Your task:
The response should contain only those lines of the entries below that include the string "estimator".
========================
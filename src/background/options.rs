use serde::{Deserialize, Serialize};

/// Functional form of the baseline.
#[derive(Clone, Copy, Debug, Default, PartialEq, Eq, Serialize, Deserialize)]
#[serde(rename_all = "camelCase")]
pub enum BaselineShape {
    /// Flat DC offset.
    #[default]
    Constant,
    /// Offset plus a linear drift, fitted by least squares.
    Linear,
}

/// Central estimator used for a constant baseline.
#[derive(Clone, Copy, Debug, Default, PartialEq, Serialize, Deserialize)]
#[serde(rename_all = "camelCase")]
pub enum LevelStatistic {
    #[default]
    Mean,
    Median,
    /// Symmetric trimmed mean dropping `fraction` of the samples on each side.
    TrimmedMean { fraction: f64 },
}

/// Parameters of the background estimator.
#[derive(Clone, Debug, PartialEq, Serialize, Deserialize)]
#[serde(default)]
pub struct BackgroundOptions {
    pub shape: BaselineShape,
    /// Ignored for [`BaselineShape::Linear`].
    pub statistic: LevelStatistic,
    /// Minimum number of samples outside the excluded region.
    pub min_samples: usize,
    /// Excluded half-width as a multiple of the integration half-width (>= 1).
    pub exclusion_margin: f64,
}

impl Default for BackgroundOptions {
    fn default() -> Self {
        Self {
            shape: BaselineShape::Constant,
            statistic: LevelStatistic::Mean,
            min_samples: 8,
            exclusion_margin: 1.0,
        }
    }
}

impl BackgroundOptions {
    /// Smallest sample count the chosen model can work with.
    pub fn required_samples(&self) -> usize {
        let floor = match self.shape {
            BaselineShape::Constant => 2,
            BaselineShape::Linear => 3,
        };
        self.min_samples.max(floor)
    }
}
========================
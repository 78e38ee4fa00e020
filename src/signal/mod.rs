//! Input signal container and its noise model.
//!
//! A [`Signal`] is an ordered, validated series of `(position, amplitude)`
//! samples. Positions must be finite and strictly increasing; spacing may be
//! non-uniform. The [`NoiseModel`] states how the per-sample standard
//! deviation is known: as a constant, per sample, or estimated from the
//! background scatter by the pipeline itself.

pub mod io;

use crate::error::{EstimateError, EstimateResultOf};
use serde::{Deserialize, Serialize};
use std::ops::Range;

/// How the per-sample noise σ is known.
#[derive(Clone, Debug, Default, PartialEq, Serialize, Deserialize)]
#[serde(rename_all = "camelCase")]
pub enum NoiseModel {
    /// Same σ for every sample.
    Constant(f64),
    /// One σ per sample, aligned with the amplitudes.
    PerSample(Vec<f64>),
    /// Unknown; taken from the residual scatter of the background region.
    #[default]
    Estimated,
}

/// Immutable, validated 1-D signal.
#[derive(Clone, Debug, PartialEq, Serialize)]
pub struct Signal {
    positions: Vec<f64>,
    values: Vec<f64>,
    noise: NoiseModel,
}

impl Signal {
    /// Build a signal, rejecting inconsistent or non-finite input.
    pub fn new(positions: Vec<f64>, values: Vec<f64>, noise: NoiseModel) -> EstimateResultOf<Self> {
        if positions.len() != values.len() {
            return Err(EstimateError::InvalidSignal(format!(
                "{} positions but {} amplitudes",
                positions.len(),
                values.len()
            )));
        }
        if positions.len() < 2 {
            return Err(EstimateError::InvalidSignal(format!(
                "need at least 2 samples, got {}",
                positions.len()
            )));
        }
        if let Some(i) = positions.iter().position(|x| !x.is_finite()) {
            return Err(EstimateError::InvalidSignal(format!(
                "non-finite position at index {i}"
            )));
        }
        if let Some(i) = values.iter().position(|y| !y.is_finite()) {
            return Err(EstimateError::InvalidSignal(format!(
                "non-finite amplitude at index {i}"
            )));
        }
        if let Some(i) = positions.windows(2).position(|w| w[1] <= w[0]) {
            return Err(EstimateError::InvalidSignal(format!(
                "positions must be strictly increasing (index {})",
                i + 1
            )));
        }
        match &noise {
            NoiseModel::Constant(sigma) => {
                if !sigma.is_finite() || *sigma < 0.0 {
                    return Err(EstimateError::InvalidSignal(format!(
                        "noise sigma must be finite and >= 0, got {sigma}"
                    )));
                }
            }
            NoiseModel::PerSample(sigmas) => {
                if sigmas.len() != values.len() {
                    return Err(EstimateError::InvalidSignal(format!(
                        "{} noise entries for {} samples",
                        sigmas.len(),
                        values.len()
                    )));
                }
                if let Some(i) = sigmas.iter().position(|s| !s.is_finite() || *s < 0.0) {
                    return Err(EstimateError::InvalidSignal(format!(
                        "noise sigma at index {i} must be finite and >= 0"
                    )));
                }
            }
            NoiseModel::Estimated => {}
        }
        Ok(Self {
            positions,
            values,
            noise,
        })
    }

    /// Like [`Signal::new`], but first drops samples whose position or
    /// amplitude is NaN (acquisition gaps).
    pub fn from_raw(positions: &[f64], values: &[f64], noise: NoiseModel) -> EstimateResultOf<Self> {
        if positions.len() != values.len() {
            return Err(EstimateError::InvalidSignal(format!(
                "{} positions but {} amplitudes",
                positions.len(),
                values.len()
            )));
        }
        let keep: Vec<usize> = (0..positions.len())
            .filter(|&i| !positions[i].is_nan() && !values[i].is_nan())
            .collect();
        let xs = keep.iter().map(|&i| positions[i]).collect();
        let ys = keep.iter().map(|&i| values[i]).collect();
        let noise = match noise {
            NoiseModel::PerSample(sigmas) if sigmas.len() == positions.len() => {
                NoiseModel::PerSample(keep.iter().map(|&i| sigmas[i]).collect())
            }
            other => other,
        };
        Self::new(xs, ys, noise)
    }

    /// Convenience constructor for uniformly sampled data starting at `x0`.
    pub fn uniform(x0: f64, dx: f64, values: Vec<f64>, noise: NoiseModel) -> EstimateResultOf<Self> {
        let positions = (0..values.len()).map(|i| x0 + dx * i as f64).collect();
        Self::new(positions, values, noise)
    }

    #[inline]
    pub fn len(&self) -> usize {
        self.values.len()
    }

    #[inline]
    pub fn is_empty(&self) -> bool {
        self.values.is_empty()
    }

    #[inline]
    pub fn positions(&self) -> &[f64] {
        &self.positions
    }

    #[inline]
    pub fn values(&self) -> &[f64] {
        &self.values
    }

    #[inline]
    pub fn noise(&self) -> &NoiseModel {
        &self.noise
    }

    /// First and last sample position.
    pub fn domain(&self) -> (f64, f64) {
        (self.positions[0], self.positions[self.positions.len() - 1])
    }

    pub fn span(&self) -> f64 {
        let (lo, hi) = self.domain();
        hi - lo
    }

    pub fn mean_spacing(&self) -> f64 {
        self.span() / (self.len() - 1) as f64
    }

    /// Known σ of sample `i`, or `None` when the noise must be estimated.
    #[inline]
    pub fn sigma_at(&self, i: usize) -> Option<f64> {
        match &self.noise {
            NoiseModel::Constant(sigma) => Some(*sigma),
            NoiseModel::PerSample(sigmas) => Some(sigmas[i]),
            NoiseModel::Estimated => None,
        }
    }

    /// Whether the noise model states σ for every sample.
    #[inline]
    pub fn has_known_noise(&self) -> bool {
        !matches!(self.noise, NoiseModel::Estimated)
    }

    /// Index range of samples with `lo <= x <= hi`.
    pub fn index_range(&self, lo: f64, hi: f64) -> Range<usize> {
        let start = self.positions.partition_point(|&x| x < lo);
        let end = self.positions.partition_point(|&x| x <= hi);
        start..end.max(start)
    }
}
========================
Answer below:
/// Central estimator used for a constant baseline.
/// Parameters of the background estimator.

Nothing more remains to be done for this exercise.